Below is my current code snippet and any help is appreciated!
import requests
import json
headers = {
'Content-Type': 'application/json',
}
params = (
('wait', 'true'),
)
data = '{"target":{"one":{"type": "ip","target": "54.243.80.16", "sources": ["xxx","xxxxx"]}}}'
r=requests.post('https://fakewebsite:8000/api/services/intel/lookup/jobs', headers=headers, params=params, data=data, auth=('apikey', ''))
parsed_json = json.loads(r.text)
#results = parsed_json["results"]
for item in parsed_json["results"]:
print(item['data'])
You just need to index correctly into the converted JSON. Then you can easily loop over a list of the keys you want to fetch, since they are all in the "details" dictionary.
import json
raw = '''\
{
"results": [
{
"task_id": "22774853-2b2c-49f4-b044-2d053141b635",
"params": {
"type": "host",
"target": "54.243.80.16",
"source": "malware_analysis"
},
"v": "2.0.2",
"status": "success",
"time": 227,
"data": {
"details": {
"as_owner": "Amazon.com, Inc.",
"asn": "14618",
"country": "US",
"detected_urls": [],
"resolutions": [
{
"hostname": "bumbleride.com",
"last_resolved": "2016-09-15 00:00:00"
},
{
"hostname": "chilitechnology.com",
"last_resolved": "2016-09-16 00:00:00"
}
],
"response_code": 1,
"verbose_msg": "IP address in dataset"
},
"match": true
}
}
]
}
'''
parsed_json = json.loads(raw)
wanted = ['as_owner', 'asn', 'country', 'detected_urls', 'resolutions']
for item in parsed_json["results"]:
details = item['data']['details']
for key in wanted:
print(key, ':', json.dumps(details[key], indent=4))
# Put a blank line at the end of the details for each item
print()
output
as_owner : "Amazon.com, Inc."
asn : "14618"
country : "US"
detected_urls : []
resolutions : [
{
"hostname": "bumbleride.com",
"last_resolved": "2016-09-15 00:00:00"
},
{
"hostname": "chilitechnology.com",
"last_resolved": "2016-09-16 00:00:00"
}
]
BTW, when you fetch JSON data using requests there's no need to use json.loads: you can access the converted JSON using the .json method of the returned request object instead of using its .text attribute.
Here's a more robust version of the main loop of the above code.
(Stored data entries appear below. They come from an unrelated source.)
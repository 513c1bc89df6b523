use async_trait::async_trait;
use conductor_core::{ConductorResult, Params, ToolResult};
use conductor_tools::{Tool, ToolDescriptor};
use std::path::Path;
use tracing::info;

const MAX_WRITE_SIZE: usize = 10 * 1024 * 1024; // 10MB

/// Writes text content to a file.
///
/// Non-string `content` values are written as their JSON text, so a chain can
/// feed a structured step result straight into a file.
pub struct FileWriteTool {
    descriptor: ToolDescriptor,
}

impl FileWriteTool {
    pub fn new() -> Self {
        Self {
            descriptor: ToolDescriptor {
                name: "file_write".to_string(),
                description: "Write content to a file.".to_string(),
                parameters_schema: serde_json::json!({
                    "type": "object",
                    "properties": {
                        "path": {
                            "type": "string",
                            "description": "Path to the file to write"
                        },
                        "content": {
                            "description": "Content to write; non-strings are written as JSON"
                        },
                        "append": {
                            "type": "boolean",
                            "description": "Append to file instead of overwriting (default: false)"
                        },
                        "create_dirs": {
                            "type": "boolean",
                            "description": "Create parent directories if they don't exist (default: false)"
                        }
                    },
                    "required": ["path", "content"]
                }),
            },
        }
    }
}

impl Default for FileWriteTool {
    fn default() -> Self {
        Self::new()
    }
}

#[async_trait]
impl Tool for FileWriteTool {
    fn descriptor(&self) -> &ToolDescriptor {
        &self.descriptor
    }

    async fn execute(&self, params: Params) -> ConductorResult<ToolResult> {
        let path_str = params
            .get("path")
            .and_then(|p| p.as_str())
            .unwrap_or_default();
        if path_str.is_empty() {
            return Ok(ToolResult::failure("Empty path"));
        }

        let content = match params.get("content") {
            Some(serde_json::Value::String(s)) => s.clone(),
            Some(other) => other.to_string(),
            None => String::new(),
        };
        let append = params
            .get("append")
            .and_then(|v| v.as_bool())
            .unwrap_or(false);
        let create_dirs = params
            .get("create_dirs")
            .and_then(|v| v.as_bool())
            .unwrap_or(false);

        if content.len() > MAX_WRITE_SIZE {
            return Ok(ToolResult::failure(format!(
                "Content too large: {} bytes (max: {MAX_WRITE_SIZE} bytes)",
                content.len()
            )));
        }

        let path = Path::new(path_str);

        if create_dirs {
            if let Some(parent) = path.parent() {
                if let Err(e) = tokio::fs::create_dir_all(parent).await {
                    return Ok(ToolResult::failure(format!(
                        "Failed to create directories for '{path_str}': {e}"
                    )));
                }
            }
        }

        let written = if append {
            use tokio::io::AsyncWriteExt;
            match tokio::fs::OpenOptions::new()
                .create(true)
                .append(true)
                .open(path)
                .await
            {
                Ok(mut file) => file.write_all(content.as_bytes()).await,
                Err(e) => Err(e),
            }
        } else {
            tokio::fs::write(path, content.as_bytes()).await
        };

        if let Err(e) = written {
            return Ok(ToolResult::failure(format!(
                "Failed to write '{path_str}': {e}"
            )));
        }

        info!(path = %path.display(), bytes = content.len(), append, "Wrote file");

        Ok(ToolResult::success(serde_json::json!({
            "path": path_str,
            "bytes_written": content.len(),
            "append": append,
        })))
    }
}

#[cfg(test)]
#[allow(clippy::unwrap_used, clippy::expect_used)]
mod tests {
    use super::*;

    fn params(value: serde_json::Value) -> Params {
        value.as_object().cloned().unwrap()
    }

    #[tokio::test]
    async fn test_write_and_append() {
        let dir = tempfile::tempdir().unwrap();
        let file = dir.path().join("nested/out.txt");
        let tool = FileWriteTool::new();

        let result = tool
            .execute(params(serde_json::json!({
                "path": file.to_string_lossy(),
                "content": "hello",
                "create_dirs": true
            })))
            .await
            .unwrap();
        assert!(result.success, "{:?}", result.error);

        tool.execute(params(serde_json::json!({
            "path": file.to_string_lossy(),
            "content": " world",
            "append": true
        })))
        .await
        .unwrap();

        assert_eq!(std::fs::read_to_string(&file).unwrap(), "hello world");
    }

    #[tokio::test]
    async fn test_structured_content_written_as_json() {
        let dir = tempfile::tempdir().unwrap();
        let file = dir.path().join("data.json");

        FileWriteTool::new()
            .execute(params(serde_json::json!({
                "path": file.to_string_lossy(),
                "content": {"a": 1}
            })))
            .await
            .unwrap();

        assert_eq!(std::fs::read_to_string(&file).unwrap(), r#"{"a":1}"#);
    }

    #[tokio::test]
    async fn test_write_into_missing_dir_fails() {
        let dir = tempfile::tempdir().unwrap();
        let file = dir.path().join("missing/out.txt");
        let result = FileWriteTool::new()
            .execute(params(serde_json::json!({
                "path": file.to_string_lossy(),
                "content": "x"
            })))
            .await
            .unwrap();
        assert!(!result.success);
        assert!(result.error_message().contains("Failed to write"));
    }
}
#[async_trait]
impl ToolExecutor for MockTools {
    async fn execute_tool(&self, name: &str, params: Params) -> ConductorResult<ToolResult> {
        self.calls.fetch_add(1, Ordering::SeqCst);
        match name {
            "echo" => Ok(ToolResult::success(Value::Object(params))),
            "fail" => Ok(ToolResult::failure("service unavailable")),
            "flaky" => {
                let n = self.flaky_calls.fetch_add(1, Ordering::SeqCst) + 1;
                if n < 3 {
                    Ok(ToolResult::failure(format!("transient error #{n}")))
                } else {
                    Ok(ToolResult::success(json!({"attempt": n})))
                }
            }
            "sleep" => {
                let ms = params.get("ms").and_then(Value::as_u64).unwrap_or(0);
                tokio::time::sleep(Duration::from_millis(ms)).await;
                Ok(ToolResult::success(Value::Object(params)))
            }
            other => Err(ConductorError::Tool(format!("Unknown tool: {other}"))),
        }
    }
}

fn executor() -> (PipelineExecutor, Arc<MockTools>) {
    let tools = Arc::new(MockTools::default());
    (PipelineExecutor::new(tools.clone()), tools)
}

// ---------------------------------------------------------------------------
// Planning
// ---------------------------------------------------------------------------

#[tokio::test]
async fn test_unknown_dependency_rejected_before_any_step() {
    let (exec, tools) = executor();
    let def = PipelineDefinition::new(
        "plan",
        vec![
            StepDefinition::tool("first", "echo"),
            StepDefinition::tool("second", "echo").with_dependencies(vec!["ghost".into()]),
        ],
    );

    let result = exec.execute(&def, Value::Null).await;

    assert!(!result.success);
    assert_eq!(result.failure, Some(FailureKind::Planning));
    assert!(result.error.as_ref().unwrap().contains("ghost"));
    assert!(result.result.context.step_results.is_empty());
    assert_eq!(tools.calls.load(Ordering::SeqCst), 0);
}
use crate::ConductorResult;
use async_trait::async_trait;
use serde::{Deserialize, Serialize};

/// Outcome of a single agent invocation.
#[derive(Debug, Clone, PartialEq, Serialize, Deserialize)]
pub struct AgentResult {
    /// Whether the agent completed the task.
    pub success: bool,
    /// The agent's response (free text or structured).
    #[serde(default, skip_serializing_if = "Option::is_none")]
    pub result: Option<serde_json::Value>,
    /// Failure description when `success` is false.
    #[serde(default, skip_serializing_if = "Option::is_none")]
    pub error: Option<String>,
}

impl AgentResult {
    /// A successful result carrying `result`.
    pub fn success(result: impl Into<serde_json::Value>) -> Self {
        Self {
            success: true,
            result: Some(result.into()),
            error: None,
        }
    }

    /// A failed result.
    pub fn failure(error: impl Into<String>) -> Self {
        Self {
            success: false,
            result: None,
            error: Some(error.into()),
        }
    }
}

/// An agent response rendered as text: strings verbatim, null as empty,
/// anything else as JSON.
pub fn response_text(value: &serde_json::Value) -> String {
    match value {
        serde_json::Value::String(s) => s.clone(),
        serde_json::Value::Null => String::new(),
        other => other.to_string(),
    }
}

/// An agent that can take a task description and produce a result.
///
/// LLM-backed agents, scripted agents and test doubles all implement this.
#[async_trait]
pub trait Agent: Send + Sync {
    /// Stable name used for delegation and reporting.
    fn name(&self) -> &str;

    /// Run the agent on `task`. `options` carries the structured task payload.
    async fn run(
        &self,
        task: &str,
        options: Option<&serde_json::Value>,
    ) -> ConductorResult<AgentResult>;
}

#[cfg(test)]
mod tests {
    use super::*;

    use serde_json::json;

    #[test]
    fn test_response_text_of_string() {
        assert_eq!(response_text(&json!("done")), "done");
    }

    #[test]
    fn test_response_text_of_structured_value() {
        assert_eq!(response_text(&json!({"score": 1})), r#"{"score":1}"#);
        assert_eq!(response_text(&json!([1, "a"])), r#"[1,"a"]"#);
        assert_eq!(response_text(&serde_json::Value::Null), "");
    }
}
It simply ignores any missing keys. I didn't post this code earlier because the extra if tests make it slightly less efficient, and I didn't know that keys could be missing.
for item in parsed_json["results"]:
if not 'data' in item:
continue
data = item['data']
if not 'details' in data:
continue
details = data['details']
for key in wanted:
if key in details:
print(key, ':', json.dumps(details[key], indent=4))
# Put a blank line at the end of the details for each item
print()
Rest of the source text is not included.